The little bird house was host to a family this year. There are boxes for bats, owls, and ducks. Coyotes and red foxes are frequent visitors – drawn to the areas the course no longer mows or fertilizes. Dolan says this might be a last refuge.
“They keep building houses around us and it’s pushing the wildlife away, and I think this is kind of giving them a home,” says Dolan.
That’s true of courses around the country, most of which are in urban or suburban areas. Golf courses that participate are also finding they can serve another purpose: improving community water quality. Dolan says the development and paved areas surrounding his course send dirty run-off onto the turf. On a traditional course, that run off might pick up polluting fertilizers and pesticides before ending up in local streams. But because they’re using a different, less harmful kind of fertilizer, Dolan says that doesn’t happen.

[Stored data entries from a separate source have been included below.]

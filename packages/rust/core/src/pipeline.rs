//! End-to-end evaluation pipeline:
//! dataset → selection → segmentation → engine → extraction → report → cleanup.

use std::path::PathBuf;
use std::time::Instant;

use tracing::{info, instrument};

use landeval_dataset::{RecordStore, SelectionStrategy, StagingArea, segmenter};
use landeval_report::{ReportRenderer, extract_report_text};
use landeval_shared::{
    AnalysisResult, EngineCommand, EngineInputs, LandEvalError, Report, Result, SegmentSpec,
};

use crate::engine::AnalysisEngine;

/// Configuration for one evaluation run.
#[derive(Debug, Clone)]
pub struct EvaluationConfig {
    /// Path to the master dataset CSV.
    pub master_path: PathBuf,
    /// Staging directory for per-run extracts.
    pub staging_dir: PathBuf,
    /// Output directory for rendered reports.
    pub reports_dir: PathBuf,
    /// Identifier column name (normally `StockNumber`).
    pub identifier_field: String,
    /// Execution verb handed to the engine.
    pub command: EngineCommand,
}

/// Result of a completed evaluation run.
#[derive(Debug)]
pub struct EvaluationResult {
    /// The rendered report artifact.
    pub report: Report,
    /// The selected listing identifier.
    pub listing_id: String,
    /// Number of extracts materialized for the engine.
    pub extract_count: usize,
    /// Number of partial-coverage warnings recorded during segmentation.
    pub warning_count: usize,
    /// Total elapsed time.
    pub elapsed: std::time::Duration,
}

/// Progress callback for reporting pipeline status.
pub trait ProgressReporter {
    /// Called when entering a new phase.
    fn phase(&self, name: &str);
    /// Called when the pipeline completes.
    fn done(&self, result: &EvaluationResult);
}

/// No-op progress reporter for headless/test usage.
pub struct SilentProgress;

impl ProgressReporter for SilentProgress {
    fn phase(&self, _name: &str) {}
    fn done(&self, _result: &EvaluationResult) {}
}

/// Run the full evaluation pipeline.
///
/// 1. Load the master dataset (fatal on missing file or identifier column)
/// 2. Select a record via the injected strategy
/// 3. Segment the record into staged extracts
/// 4. Invoke the opaque analysis engine
/// 5. Extract the report text and render the artifact
/// 6. Clear staged extracts — on success only; failures keep them for diagnosis
#[instrument(skip_all, fields(master = %config.master_path.display()))]
pub fn evaluate(
    config: &EvaluationConfig,
    engine: &dyn AnalysisEngine,
    selector: &dyn SelectionStrategy,
    progress: &dyn ProgressReporter,
) -> Result<EvaluationResult> {
    let start = Instant::now();

    // --- Phase 1: Dataset ---
    progress.phase("Loading master dataset");
    let store = RecordStore::load(&config.master_path, &config.identifier_field)?;

    let ids = store.list_identifiers();
    if ids.is_empty() {
        return Err(LandEvalError::validation(format!(
            "no records found in {}",
            config.master_path.display()
        )));
    }

    // --- Phase 2: Selection ---
    let listing_id = selector.select(&ids)?;
    let record = store
        .find_by_identifier(&listing_id)
        .ok_or_else(|| LandEvalError::NoMatchingRecord {
            id: listing_id.clone(),
        })?;

    info!(
        listing_id = %listing_id,
        city = %record.get_or_unknown("City"),
        state = %record.get_or_unknown("State"),
        "starting evaluation"
    );

    // --- Phase 3: Segmentation ---
    progress.phase("Segmenting record");
    let staging = StagingArea::new(&config.staging_dir)?;
    let segmentation = segmenter::segment(record, &SegmentSpec::registry(), &staging)?;

    if segmentation.extracts.is_empty() {
        return Err(LandEvalError::validation(
            "no segment produced an extract; nothing to analyze",
        ));
    }

    let inputs = EngineInputs {
        listing_id: listing_id.clone(),
        city: record.get_or_unknown("City"),
        state: record.get_or_unknown("State"),
        property_address: record.get_or_unknown("Property Address"),
        extract_paths: segmentation
            .extracts
            .iter()
            .map(|(name, extract)| (name.clone(), extract.path.clone()))
            .collect(),
    };

    // --- Phase 4: Engine ---
    progress.phase("Running analysis engine");
    let raw = engine.execute(&config.command, Some(&inputs))?;

    // --- Phase 5: Extraction & rendering ---
    progress.phase("Rendering report");
    let classified = AnalysisResult::classify(raw);
    let text = extract_report_text(&classified);

    let report_listing_id = match &config.command {
        EngineCommand::Train { .. } => format!("{listing_id}_training"),
        _ => listing_id.clone(),
    };

    let renderer = ReportRenderer::new(&config.reports_dir);
    let report = renderer.render(&text, &report_listing_id)?;

    // --- Phase 6: Cleanup (success path only) ---
    progress.phase("Cleaning up extracts");
    staging.clear();

    let result = EvaluationResult {
        report,
        listing_id,
        extract_count: segmentation.extracts.len(),
        warning_count: segmentation.warnings.len(),
        elapsed: start.elapsed(),
    };

    info!(
        listing_id = %result.listing_id,
        report = %result.report.path.display(),
        extracts = result.extract_count,
        elapsed_ms = result.elapsed.as_millis(),
        "evaluation complete"
    );

    progress.done(&result);
    Ok(result)
}

/// Replay a previous engine execution and render its report.
///
/// No dataset access, no staging, no cleanup — the engine re-executes
/// from its own checkpoint. The artifact is named `replay_{task_id}`.
#[instrument(skip_all, fields(task_id = task_id))]
pub fn replay(
    reports_dir: &std::path::Path,
    engine: &dyn AnalysisEngine,
    task_id: &str,
) -> Result<Report> {
    let command = EngineCommand::Replay {
        task_id: task_id.to_string(),
    };

    let raw = engine.execute(&command, None)?;
    let classified = AnalysisResult::classify(raw);
    let text = extract_report_text(&classified);

    ReportRenderer::new(reports_dir).render(&text, &format!("replay_{task_id}"))
}

#[cfg(test)]
mod tests {
    use super::*;
    use landeval_dataset::FixedSelection;
    use serde_json::json;
    use std::cell::RefCell;
    use std::path::Path;

    /// Scripted engine for pipeline tests; records the inputs it saw.
    struct StubEngine {
        response: serde_json::Value,
        seen_inputs: RefCell<Option<EngineInputs>>,
    }

    impl StubEngine {
        fn completed(body: &str) -> Self {
            Self {
                response: json!({
                    "task_results": [
                        { "status": "completed", "output": format!("Final Answer: {body}") }
                    ]
                }),
                seen_inputs: RefCell::new(None),
            }
        }
    }

    impl AnalysisEngine for StubEngine {
        fn execute(
            &self,
            _command: &EngineCommand,
            inputs: Option<&EngineInputs>,
        ) -> Result<serde_json::Value> {
            *self.seen_inputs.borrow_mut() = inputs.cloned();
            Ok(self.response.clone())
        }
    }

    /// Engine that always fails, for extract-retention tests.
    struct FailingEngine;

    impl AnalysisEngine for FailingEngine {
        fn execute(
            &self,
            _command: &EngineCommand,
            _inputs: Option<&EngineInputs>,
        ) -> Result<serde_json::Value> {
            Err(LandEvalError::Engine("model unavailable".into()))
        }
    }

    fn temp_dir() -> PathBuf {
        let dir = std::env::temp_dir().join(format!("le-pipe-test-{}", uuid::Uuid::now_v7()));
        std::fs::create_dir_all(&dir).unwrap();
        dir
    }

    fn write_master(dir: &Path) -> PathBuf {
        let path = dir.join("master.csv");
        std::fs::write(
            &path,
            "StockNumber,Property Address,City,State,Zip,In SFHA,TotHUs_5,TotPop_5\n\
             A1,123 Main St,Springfield,IL,62701,No,1000,5000\n",
        )
        .unwrap();
        path
    }

    fn config(dir: &Path, command: EngineCommand) -> EvaluationConfig {
        EvaluationConfig {
            master_path: dir.join("master.csv"),
            staging_dir: dir.join("cork"),
            reports_dir: dir.join("reports"),
            identifier_field: "StockNumber".into(),
            command,
        }
    }

    #[test]
    fn end_to_end_run_produces_report_and_cleans_up() {
        let tmp = temp_dir();
        write_master(&tmp);

        let engine = StubEngine::completed("Report body");
        let selector = FixedSelection("A1".into());
        let config = config(&tmp, EngineCommand::Run);

        let result = evaluate(&config, &engine, &selector, &SilentProgress).unwrap();

        assert_eq!(result.listing_id, "A1");
        // property, environmental, housingUnitsAndOccupancy, demographics
        // all have at least one present column; growthTrends has none.
        assert_eq!(result.extract_count, 4);

        let content = std::fs::read_to_string(&result.report.path).unwrap();
        assert!(content.contains("Report body"));
        assert!(!content.contains("Final Answer"));

        // Extracts cleared on success; staging dir survives.
        assert!(config.staging_dir.exists());
        assert!(!config.staging_dir.join("property.csv").exists());

        // The engine saw the staged extract paths and listing metadata.
        let inputs = engine.seen_inputs.borrow();
        let inputs = inputs.as_ref().unwrap();
        assert_eq!(inputs.city, "Springfield");
        assert!(inputs.extract_paths.contains_key("property"));
        assert!(!inputs.extract_paths.contains_key("growthTrends"));

        let _ = std::fs::remove_dir_all(&tmp);
    }

    #[test]
    fn extract_columns_are_spec_intersection() {
        let tmp = temp_dir();
        write_master(&tmp);

        let selector = FixedSelection("A1".into());
        let config = config(&tmp, EngineCommand::Run);

        // A failing engine keeps the extracts around for inspection.
        let _ = evaluate(&config, &FailingEngine, &selector, &SilentProgress);

        let property = std::fs::read_to_string(config.staging_dir.join("property.csv")).unwrap();
        assert_eq!(
            property,
            "Property Address,City,State,Zip\n123 Main St,Springfield,IL,62701\n"
        );

        let _ = std::fs::remove_dir_all(&tmp);
    }

    #[test]
    fn missing_identifier_column_fails_before_any_staging_io() {
        let tmp = temp_dir();
        std::fs::write(tmp.join("master.csv"), "City,State\nSpringfield,IL\n").unwrap();

        let config = config(&tmp, EngineCommand::Run);
        let err = evaluate(
            &config,
            &StubEngine::completed("x"),
            &FixedSelection("A1".into()),
            &SilentProgress,
        )
        .unwrap_err();

        assert!(matches!(err, LandEvalError::Schema { .. }));
        assert!(!config.staging_dir.exists());

        let _ = std::fs::remove_dir_all(&tmp);
    }

    #[test]
    fn unknown_identifier_writes_nothing() {
        let tmp = temp_dir();
        write_master(&tmp);

        let config = config(&tmp, EngineCommand::Run);
        let err = evaluate(
            &config,
            &StubEngine::completed("x"),
            &FixedSelection("ZZ".into()),
            &SilentProgress,
        )
        .unwrap_err();

        assert!(matches!(err, LandEvalError::NoMatchingRecord { .. }));
        assert!(!config.staging_dir.exists());
        assert!(!config.reports_dir.exists());

        let _ = std::fs::remove_dir_all(&tmp);
    }

    #[test]
    fn engine_failure_retains_extracts_for_diagnosis() {
        let tmp = temp_dir();
        write_master(&tmp);

        let config = config(&tmp, EngineCommand::Run);
        let err = evaluate(
            &config,
            &FailingEngine,
            &FixedSelection("A1".into()),
            &SilentProgress,
        )
        .unwrap_err();

        assert!(matches!(err, LandEvalError::Engine(_)));
        assert!(config.staging_dir.join("property.csv").exists());
        assert!(config.staging_dir.join("demographics.csv").exists());

        let _ = std::fs::remove_dir_all(&tmp);
    }

    #[test]
    fn train_run_suffixes_report_listing_id() {
        let tmp = temp_dir();
        write_master(&tmp);

        let config = config(
            &tmp,
            EngineCommand::Train {
                iterations: 3,
                save_path: tmp.join("trained.json"),
            },
        );

        let result = evaluate(
            &config,
            &StubEngine::completed("trained"),
            &FixedSelection("A1".into()),
            &SilentProgress,
        )
        .unwrap();

        let name = result.report.path.file_name().unwrap().to_string_lossy().to_string();
        assert!(name.contains("A1_training"));

        let _ = std::fs::remove_dir_all(&tmp);
    }

    #[test]
    fn replay_renders_with_task_id_and_touches_no_staging() {
        let tmp = temp_dir();

        let engine = StubEngine::completed("replayed body");
        let report = replay(&tmp.join("reports"), &engine, "task-7").unwrap();

        let name = report.path.file_name().unwrap().to_string_lossy().to_string();
        assert!(name.contains("replay_task-7"));
        assert!(engine.seen_inputs.borrow().is_none());
        assert!(!tmp.join("cork").exists());

        let _ = std::fs::remove_dir_all(&tmp);
    }
}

“And our last water sample showed that the water running on was dirtier than it was running off…comes in and it kind of gets filtered by the golf course and the vegetation and runs out of the property cleaner,” Dolan says.
Dolan and others in the certification program are challenging old notions that golf courses are water hogs, polluters, and wildlife haters—Caddy Shack, anyone? Audubon International’s Kevin Fletcher says it’s about a change in attitudes.
“We’ve found that on average, golf courses that join our program increase wildlife habitat by 22 acres per course. And largely that’s because golf course superintendents and their staff are looking at their property differently, and asking, ‘Well, do we have to mow everything?’” says Fletcher.
The answer, of course, is no. And they don’t have to water everything, either. But Golf Course Superintendents Association of America research director Clark Throssell says water consumption is still an issue.
…Which explains why the U.S. Golf Association is funding research into varieties of turfgrasses that need less water. And more courses are looking into ways to irrigate more efficiently, reducing their dependence on a city’s drinking water. The Charlie Vettiner course captures what it needs to keep the greens green in rain barrels, for instance. It might sound like a lot of work, but course managers say they’re saving time and money in the long run.